While having such a vast breadth and depth of suppliers can help mitigate supply constraints caused by natural disasters, pandemics, trade policies, and more, it can also open the door to more noncompliance and safety risks, especially without adequate supplier qualification and risk management controls. Understanding these multitier supplier dependencies and vulnerabilities better can help power and renewable energy companies address not only the physical but also the cybersecurity risks that the sector is increasingly facing.
Consequently, many companies are expanding their supply chain management approach and integrating it into total third-party risk management (TPRM).
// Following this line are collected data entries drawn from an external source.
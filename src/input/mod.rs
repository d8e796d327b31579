//! Input processing module
//! Handles resume file detection, parsing and loading

pub mod file_detector;
pub mod manager;
pub mod parser;

pub use file_detector::ResumeFormat;
pub use manager::InputManager;
//! Report wrapper pairing an analysis result with generation metadata

use crate::analysis::{AnalysisResult, Compatibility};
use chrono::{DateTime, Utc};
use serde::{Deserialize, Serialize};
use std::path::Path;

/// Analysis result plus the context it was produced in
#[derive(Debug, Clone, Serialize, Deserialize)]
pub struct AtsReport {
    pub analysis: AnalysisResult,
    pub metadata: ReportMetadata,
}

#[derive(Debug, Clone, Serialize, Deserialize)]
pub struct ReportMetadata {
    /// When the report was generated
    pub generated_at: DateTime<Utc>,

    /// Version of the analyzer used
    pub analyzer_version: String,

    /// Resume file analyzed
    pub resume_file: String,

    /// Candidate name taken from the resume, may be empty
    pub candidate_name: String,

    pub processing_time_ms: u64,
}

impl AtsReport {
    pub fn new(
        analysis: AnalysisResult,
        resume_file: &str,
        candidate_name: &str,
        processing_time_ms: u64,
    ) -> Self {
        Self {
            analysis,
            metadata: ReportMetadata {
                generated_at: Utc::now(),
                analyzer_version: env!("CARGO_PKG_VERSION").to_string(),
                resume_file: resume_file.to_string(),
                candidate_name: candidate_name.trim().to_string(),
                processing_time_ms,
            },
        }
    }

    /// One-line verdict for the compatibility tier
    pub fn verdict(&self) -> &'static str {
        match self.analysis.estimated_ats_compatibility {
            Compatibility::Excellent => "Excellent - this resume should pass most ATS filters",
            Compatibility::Good => "Good - a few targeted fixes will improve ATS ranking",
            Compatibility::Fair => "Fair - several issues may cause ATS rejections",
            Compatibility::Poor => "Poor - major revisions needed before applying",
        }
    }

    /// File name of the analyzed resume, without directories
    pub fn resume_file_name(&self) -> String {
        Path::new(&self.metadata.resume_file)
            .file_name()
            .map(|name| name.to_string_lossy().into_owned())
            .unwrap_or_else(|| self.metadata.resume_file.clone())
    }

    pub fn generated_at_display(&self) -> String {
        self.metadata
            .generated_at
            .format("%Y-%m-%d %H:%M:%S UTC")
            .to_string()
    }
}

#[cfg(test)]
mod tests {
    use super::*;
    use crate::analysis::analyze;
    use crate::model::ResumeData;

    #[test]
    fn test_report_metadata() {
        let analysis = analyze(&ResumeData::default());
        let report = AtsReport::new(analysis, "cv/jane.json", "  Jane Doe ", 3);

        assert_eq!(report.metadata.candidate_name, "Jane Doe");
        assert_eq!(report.metadata.analyzer_version, env!("CARGO_PKG_VERSION"));
        assert_eq!(report.resume_file_name(), "jane.json");
        assert!(report.verdict().starts_with("Poor"));
        assert!(report.generated_at_display().ends_with("UTC"));
    }
}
In fact, their third-party networks now go well beyond suppliers of goods and services to include affiliates and joint venture partners, research and development (R&D) organizations, technology incubators, retailers, distributors, and sales agents that can cause disruptions in the supply chain.
Until recently, companies in the electric power sector often addressed supply chain risk management in siloes, separating risks related to policy, technology, finance, corruption, cybersecurity, suppliers and other stakeholders, and more. And supply chain owners often had sole responsibility. But siloed approaches to TPRM can result in check-the-box exercises in which a business unit or function narrowly focuses on a single part of the business, without considering the effects on other areas of supply chain. Today, there’s increasing coordination between functions in a more integrated, cross-risk approach. Executives across the organization, from chief financial officers to chief operating officers, are increasingly involved, and some companies are combining supply chain with TPRM. These programs are continuously monitored to enable proactive management of emerging risks. A senior supply official at a Midwestern utility noted that they recently integrated supplier relationship management into their supplier quality team and aligned it with the supply chain function.
Companies can manage these risks by improving supply chain visibility—illuminating each tier of the supply chain from primary supplier (Tier 1) through their supplier’s supply chain (Tier 2 and beyond). With greater visibility, they can better understand the potential risks involved with each supply chain partner, across all tiers. For example, a company might think it is diversifying risk by procuring solar panels from four to five suppliers, but if those suppliers were all purchasing a critical element for producing solar panels, such as polysilicon, from the same supplier, the risk may be insufficiently managed. Most of our survey respondents reported limited visibility into their supplier network beyond Tier 1 or Tier 2 (figure 6).